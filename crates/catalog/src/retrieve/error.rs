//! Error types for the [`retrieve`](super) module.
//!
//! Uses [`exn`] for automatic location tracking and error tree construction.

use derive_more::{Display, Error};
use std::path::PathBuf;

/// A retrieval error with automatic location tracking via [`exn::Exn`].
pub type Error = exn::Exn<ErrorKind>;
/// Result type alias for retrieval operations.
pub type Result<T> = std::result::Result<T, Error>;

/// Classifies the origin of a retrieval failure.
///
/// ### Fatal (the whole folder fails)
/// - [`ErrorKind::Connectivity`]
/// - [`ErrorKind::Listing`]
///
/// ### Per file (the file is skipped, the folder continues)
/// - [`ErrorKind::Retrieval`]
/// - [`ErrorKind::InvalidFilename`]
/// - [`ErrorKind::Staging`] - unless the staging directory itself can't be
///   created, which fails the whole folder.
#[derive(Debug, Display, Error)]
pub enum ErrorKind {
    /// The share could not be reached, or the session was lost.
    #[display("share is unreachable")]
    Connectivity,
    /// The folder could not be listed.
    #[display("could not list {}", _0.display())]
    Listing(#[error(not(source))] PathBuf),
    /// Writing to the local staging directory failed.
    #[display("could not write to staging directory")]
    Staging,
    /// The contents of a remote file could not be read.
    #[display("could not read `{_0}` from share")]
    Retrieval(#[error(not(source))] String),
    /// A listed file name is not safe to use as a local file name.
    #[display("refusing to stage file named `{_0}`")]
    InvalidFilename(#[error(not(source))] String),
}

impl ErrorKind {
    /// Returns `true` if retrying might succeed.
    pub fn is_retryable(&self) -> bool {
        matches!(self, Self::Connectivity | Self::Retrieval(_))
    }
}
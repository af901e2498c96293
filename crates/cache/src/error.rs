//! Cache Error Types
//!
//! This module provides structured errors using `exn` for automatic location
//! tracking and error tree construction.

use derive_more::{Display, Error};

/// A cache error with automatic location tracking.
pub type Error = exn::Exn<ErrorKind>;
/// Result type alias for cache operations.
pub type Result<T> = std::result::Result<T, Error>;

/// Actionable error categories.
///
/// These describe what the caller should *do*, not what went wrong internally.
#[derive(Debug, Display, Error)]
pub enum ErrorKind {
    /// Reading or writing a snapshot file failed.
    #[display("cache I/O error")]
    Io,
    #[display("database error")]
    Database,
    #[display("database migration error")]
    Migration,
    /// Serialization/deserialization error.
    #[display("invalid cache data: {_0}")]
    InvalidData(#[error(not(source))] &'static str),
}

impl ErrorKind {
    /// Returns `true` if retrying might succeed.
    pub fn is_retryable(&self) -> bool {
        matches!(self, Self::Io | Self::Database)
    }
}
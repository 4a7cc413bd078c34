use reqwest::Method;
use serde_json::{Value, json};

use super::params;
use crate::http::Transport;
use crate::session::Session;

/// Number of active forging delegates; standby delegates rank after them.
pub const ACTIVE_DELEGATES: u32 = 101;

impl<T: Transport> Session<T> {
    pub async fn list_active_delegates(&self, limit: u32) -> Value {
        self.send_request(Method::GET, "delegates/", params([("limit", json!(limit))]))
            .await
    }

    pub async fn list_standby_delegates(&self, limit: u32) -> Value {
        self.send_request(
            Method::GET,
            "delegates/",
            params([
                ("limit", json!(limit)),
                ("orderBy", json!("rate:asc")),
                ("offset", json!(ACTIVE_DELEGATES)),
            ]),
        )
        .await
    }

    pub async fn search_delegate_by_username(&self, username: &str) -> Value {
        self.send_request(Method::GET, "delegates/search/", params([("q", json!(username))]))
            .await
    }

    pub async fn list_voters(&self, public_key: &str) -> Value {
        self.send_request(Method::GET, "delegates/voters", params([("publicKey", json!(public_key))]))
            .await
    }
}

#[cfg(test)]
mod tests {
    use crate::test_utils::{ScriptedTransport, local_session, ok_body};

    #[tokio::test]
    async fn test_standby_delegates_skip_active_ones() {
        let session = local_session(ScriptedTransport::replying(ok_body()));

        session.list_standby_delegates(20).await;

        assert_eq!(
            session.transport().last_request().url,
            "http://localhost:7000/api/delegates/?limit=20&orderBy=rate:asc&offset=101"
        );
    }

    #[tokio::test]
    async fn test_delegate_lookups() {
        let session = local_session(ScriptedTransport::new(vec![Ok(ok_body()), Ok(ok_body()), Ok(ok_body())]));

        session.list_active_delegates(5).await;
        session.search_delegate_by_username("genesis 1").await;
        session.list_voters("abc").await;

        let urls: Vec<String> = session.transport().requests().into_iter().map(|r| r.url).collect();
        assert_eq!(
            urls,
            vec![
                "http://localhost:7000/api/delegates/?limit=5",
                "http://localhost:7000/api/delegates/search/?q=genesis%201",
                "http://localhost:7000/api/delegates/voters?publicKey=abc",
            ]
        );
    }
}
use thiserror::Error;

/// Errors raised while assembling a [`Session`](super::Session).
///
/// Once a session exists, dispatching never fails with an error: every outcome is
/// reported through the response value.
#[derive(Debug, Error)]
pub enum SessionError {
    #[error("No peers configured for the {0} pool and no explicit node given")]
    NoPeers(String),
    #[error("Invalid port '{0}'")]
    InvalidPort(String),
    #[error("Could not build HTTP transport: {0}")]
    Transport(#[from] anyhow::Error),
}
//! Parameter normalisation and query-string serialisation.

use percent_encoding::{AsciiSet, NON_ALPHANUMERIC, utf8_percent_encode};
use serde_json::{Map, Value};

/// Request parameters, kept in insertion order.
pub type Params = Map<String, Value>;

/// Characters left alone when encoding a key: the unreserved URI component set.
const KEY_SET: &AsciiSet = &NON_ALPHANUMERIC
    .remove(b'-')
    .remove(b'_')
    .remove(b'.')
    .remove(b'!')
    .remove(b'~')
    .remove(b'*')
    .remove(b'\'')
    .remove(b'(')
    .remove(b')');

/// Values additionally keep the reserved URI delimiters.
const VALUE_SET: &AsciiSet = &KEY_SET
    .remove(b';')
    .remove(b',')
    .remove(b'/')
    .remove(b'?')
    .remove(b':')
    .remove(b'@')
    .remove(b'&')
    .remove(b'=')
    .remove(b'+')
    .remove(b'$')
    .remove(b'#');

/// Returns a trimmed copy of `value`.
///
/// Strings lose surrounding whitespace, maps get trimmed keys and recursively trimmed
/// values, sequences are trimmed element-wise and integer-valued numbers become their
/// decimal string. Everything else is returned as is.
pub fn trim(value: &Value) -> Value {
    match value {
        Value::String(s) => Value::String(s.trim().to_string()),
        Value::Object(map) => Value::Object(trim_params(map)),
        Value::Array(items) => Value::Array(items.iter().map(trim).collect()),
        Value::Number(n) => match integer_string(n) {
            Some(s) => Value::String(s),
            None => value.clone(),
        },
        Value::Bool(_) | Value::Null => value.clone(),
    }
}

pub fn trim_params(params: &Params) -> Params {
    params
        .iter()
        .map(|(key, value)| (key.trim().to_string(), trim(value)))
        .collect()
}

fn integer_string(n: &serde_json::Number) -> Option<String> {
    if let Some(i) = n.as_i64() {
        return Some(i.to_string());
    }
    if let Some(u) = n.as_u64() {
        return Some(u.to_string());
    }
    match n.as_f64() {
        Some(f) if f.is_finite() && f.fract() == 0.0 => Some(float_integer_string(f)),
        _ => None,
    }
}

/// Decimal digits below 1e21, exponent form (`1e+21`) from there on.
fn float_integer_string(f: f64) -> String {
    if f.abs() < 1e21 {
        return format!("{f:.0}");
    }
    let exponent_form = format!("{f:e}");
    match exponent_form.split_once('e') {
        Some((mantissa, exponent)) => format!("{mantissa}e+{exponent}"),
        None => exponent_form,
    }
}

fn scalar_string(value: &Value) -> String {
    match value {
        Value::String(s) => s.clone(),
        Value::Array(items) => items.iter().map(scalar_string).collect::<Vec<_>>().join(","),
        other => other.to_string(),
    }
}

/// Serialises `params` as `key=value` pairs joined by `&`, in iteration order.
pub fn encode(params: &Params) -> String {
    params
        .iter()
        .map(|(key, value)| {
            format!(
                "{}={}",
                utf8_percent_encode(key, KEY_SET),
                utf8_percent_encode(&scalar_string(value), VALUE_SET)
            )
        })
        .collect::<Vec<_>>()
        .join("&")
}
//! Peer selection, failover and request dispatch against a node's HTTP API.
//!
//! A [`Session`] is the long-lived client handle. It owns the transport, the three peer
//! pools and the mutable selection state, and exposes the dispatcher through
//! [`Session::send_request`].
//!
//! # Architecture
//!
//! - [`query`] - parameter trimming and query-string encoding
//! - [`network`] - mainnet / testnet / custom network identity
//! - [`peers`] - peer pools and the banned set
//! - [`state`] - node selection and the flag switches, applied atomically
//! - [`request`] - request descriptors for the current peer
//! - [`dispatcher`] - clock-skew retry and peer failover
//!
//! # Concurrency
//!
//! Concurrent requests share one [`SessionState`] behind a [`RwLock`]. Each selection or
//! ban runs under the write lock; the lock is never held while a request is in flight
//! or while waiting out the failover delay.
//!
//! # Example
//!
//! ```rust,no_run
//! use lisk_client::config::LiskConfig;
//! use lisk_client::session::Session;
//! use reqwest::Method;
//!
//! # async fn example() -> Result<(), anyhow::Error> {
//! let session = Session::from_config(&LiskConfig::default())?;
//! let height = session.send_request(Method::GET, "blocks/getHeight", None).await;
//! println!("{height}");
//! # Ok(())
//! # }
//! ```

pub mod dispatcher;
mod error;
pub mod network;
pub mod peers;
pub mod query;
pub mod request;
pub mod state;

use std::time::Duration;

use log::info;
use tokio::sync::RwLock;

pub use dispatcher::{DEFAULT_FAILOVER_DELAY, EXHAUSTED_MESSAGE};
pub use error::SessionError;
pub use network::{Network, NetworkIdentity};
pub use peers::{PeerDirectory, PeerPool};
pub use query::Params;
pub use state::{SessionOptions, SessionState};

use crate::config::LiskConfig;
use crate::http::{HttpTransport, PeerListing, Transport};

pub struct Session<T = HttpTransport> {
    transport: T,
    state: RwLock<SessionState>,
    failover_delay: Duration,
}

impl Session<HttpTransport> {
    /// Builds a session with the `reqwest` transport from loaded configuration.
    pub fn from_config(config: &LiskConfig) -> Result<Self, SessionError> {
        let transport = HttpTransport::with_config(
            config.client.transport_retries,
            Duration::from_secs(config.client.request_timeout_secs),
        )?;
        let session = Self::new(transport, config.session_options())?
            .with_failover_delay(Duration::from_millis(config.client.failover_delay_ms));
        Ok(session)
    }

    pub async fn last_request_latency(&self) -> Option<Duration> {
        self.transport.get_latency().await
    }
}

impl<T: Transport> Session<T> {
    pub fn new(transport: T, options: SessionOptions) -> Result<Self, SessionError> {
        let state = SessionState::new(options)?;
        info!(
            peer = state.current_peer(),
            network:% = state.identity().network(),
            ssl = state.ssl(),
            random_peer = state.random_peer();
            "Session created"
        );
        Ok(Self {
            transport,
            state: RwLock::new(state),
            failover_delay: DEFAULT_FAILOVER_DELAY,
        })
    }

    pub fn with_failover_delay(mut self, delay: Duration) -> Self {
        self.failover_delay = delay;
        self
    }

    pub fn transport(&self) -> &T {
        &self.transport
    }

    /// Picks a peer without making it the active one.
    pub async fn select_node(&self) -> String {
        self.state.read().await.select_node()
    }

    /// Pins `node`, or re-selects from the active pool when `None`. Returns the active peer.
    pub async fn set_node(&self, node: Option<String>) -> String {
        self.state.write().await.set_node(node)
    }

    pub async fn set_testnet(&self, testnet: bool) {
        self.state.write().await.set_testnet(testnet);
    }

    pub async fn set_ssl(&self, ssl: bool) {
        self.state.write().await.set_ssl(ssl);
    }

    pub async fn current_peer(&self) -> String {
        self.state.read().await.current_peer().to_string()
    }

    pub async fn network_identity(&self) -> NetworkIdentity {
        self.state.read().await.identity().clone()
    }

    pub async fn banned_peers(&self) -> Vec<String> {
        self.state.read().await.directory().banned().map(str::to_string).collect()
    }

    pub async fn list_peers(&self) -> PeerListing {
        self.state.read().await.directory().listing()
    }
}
* * *
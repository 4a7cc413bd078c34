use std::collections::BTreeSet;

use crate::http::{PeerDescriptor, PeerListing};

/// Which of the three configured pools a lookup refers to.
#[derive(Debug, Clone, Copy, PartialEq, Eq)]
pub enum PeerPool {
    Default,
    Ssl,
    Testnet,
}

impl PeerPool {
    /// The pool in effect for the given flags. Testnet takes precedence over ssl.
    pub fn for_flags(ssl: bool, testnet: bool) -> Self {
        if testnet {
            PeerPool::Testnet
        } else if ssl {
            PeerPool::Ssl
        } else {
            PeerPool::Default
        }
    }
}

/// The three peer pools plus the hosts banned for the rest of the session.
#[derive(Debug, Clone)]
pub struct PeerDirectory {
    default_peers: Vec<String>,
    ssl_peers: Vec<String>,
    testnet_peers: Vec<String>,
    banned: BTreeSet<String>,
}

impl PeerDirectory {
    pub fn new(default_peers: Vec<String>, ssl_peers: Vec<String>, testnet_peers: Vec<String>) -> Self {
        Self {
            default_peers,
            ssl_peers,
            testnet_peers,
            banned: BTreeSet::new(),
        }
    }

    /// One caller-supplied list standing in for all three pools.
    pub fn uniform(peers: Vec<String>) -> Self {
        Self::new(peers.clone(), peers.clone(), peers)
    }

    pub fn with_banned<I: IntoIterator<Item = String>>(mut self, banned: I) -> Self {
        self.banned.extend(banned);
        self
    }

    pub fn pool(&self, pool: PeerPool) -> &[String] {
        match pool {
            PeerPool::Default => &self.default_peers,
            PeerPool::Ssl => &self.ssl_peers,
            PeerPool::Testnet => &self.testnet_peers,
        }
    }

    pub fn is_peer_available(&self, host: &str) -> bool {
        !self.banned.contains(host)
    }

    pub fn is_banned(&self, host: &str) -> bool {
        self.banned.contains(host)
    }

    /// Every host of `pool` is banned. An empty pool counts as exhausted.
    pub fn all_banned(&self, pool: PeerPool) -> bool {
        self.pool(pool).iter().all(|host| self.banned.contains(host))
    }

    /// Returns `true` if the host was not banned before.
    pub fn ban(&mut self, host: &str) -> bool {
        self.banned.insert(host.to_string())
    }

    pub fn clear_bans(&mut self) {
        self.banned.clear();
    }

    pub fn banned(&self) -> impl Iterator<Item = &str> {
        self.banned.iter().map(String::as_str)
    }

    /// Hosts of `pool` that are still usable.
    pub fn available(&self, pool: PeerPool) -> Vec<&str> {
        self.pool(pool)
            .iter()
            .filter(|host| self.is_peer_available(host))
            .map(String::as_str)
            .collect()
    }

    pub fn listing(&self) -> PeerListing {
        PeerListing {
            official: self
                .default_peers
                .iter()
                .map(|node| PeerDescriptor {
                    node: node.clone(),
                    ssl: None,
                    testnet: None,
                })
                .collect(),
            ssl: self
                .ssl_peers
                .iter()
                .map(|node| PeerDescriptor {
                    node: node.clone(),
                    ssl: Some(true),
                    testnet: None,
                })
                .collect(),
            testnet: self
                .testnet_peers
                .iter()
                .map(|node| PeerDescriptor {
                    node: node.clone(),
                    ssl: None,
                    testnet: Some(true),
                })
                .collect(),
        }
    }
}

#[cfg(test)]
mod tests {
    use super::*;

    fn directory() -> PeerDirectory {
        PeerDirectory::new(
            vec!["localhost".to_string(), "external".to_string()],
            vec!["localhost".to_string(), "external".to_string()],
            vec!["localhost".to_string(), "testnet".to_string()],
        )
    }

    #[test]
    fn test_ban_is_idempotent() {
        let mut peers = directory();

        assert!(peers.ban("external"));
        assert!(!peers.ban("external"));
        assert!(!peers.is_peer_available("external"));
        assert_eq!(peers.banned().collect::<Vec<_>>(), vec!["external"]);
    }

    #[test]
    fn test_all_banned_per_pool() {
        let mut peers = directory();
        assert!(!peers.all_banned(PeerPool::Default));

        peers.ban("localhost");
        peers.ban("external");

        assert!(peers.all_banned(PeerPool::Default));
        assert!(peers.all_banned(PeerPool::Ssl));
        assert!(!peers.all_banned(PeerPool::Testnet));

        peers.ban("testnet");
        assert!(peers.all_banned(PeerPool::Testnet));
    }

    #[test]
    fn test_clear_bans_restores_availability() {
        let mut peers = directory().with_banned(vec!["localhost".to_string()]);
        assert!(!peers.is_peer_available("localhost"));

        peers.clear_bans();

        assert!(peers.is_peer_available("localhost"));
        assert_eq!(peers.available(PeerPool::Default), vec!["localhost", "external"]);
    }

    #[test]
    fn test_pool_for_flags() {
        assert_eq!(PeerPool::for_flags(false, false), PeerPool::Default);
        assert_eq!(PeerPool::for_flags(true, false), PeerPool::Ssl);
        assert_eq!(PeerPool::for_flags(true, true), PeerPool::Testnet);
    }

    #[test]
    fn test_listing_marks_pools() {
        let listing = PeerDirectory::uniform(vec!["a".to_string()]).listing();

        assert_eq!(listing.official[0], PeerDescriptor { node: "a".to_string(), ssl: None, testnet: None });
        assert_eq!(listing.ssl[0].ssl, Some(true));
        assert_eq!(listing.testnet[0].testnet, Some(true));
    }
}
---
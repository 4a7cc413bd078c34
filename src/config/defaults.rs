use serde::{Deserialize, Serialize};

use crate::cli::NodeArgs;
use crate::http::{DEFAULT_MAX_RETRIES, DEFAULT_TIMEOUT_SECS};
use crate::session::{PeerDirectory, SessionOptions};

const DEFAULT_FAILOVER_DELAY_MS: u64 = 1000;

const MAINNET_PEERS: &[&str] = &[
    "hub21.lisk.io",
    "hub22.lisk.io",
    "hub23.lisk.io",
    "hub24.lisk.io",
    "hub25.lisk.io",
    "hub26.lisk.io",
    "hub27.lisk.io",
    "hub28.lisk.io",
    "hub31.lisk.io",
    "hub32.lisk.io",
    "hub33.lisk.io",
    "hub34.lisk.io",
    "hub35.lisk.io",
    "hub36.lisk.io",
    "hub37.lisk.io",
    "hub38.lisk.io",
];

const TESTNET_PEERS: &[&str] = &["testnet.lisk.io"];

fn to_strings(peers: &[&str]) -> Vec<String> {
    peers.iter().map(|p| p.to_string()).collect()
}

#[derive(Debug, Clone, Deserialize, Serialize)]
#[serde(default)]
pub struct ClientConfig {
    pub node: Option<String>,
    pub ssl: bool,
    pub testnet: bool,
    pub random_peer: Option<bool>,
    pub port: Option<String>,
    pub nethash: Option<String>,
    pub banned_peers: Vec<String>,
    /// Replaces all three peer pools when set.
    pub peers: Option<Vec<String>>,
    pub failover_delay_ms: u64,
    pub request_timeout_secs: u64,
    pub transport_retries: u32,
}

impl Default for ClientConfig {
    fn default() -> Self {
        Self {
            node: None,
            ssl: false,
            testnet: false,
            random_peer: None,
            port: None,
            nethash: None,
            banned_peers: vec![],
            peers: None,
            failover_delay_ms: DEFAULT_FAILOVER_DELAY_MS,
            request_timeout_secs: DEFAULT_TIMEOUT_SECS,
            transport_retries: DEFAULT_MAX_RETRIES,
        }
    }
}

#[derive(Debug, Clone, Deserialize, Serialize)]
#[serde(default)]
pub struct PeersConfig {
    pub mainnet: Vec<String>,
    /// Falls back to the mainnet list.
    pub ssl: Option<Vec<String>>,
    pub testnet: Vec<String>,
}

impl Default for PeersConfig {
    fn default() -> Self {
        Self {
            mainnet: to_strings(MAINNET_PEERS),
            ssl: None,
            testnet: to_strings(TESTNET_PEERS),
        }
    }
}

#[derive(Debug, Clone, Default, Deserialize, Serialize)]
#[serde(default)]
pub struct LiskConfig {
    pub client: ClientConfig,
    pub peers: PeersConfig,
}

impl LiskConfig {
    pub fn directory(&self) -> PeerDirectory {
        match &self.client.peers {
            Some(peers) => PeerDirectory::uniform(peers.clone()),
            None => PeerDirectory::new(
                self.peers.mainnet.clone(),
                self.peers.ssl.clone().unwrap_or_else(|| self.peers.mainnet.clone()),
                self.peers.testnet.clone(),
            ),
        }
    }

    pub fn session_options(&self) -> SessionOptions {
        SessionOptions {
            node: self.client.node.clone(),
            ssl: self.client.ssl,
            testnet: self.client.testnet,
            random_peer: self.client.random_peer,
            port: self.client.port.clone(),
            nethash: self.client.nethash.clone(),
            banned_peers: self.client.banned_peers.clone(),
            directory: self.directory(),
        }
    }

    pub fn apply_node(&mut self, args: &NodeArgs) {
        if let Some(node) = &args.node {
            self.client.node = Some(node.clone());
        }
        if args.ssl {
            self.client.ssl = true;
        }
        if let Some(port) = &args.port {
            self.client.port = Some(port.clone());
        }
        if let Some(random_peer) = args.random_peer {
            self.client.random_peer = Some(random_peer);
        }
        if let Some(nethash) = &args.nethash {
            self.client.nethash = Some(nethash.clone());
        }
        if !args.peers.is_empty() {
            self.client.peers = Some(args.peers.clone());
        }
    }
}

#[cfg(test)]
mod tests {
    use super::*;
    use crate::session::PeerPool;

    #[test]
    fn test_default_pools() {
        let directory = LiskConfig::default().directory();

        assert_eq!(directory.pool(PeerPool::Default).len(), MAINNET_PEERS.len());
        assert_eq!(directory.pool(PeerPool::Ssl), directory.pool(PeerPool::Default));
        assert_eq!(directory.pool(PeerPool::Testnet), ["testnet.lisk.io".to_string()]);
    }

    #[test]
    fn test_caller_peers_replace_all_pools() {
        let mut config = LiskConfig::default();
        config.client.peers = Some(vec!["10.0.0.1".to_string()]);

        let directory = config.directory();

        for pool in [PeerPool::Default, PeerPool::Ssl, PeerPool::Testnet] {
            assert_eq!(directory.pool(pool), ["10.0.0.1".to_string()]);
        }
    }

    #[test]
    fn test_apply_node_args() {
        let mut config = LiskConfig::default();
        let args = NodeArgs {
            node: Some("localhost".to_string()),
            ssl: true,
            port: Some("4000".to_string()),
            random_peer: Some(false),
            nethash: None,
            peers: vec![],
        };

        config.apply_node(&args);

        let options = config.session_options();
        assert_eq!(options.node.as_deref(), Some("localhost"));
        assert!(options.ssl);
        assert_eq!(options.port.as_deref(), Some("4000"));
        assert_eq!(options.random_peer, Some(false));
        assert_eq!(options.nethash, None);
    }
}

• Task directions: A bare number is required: the count of lines above with the string "source".

• Answer section: 4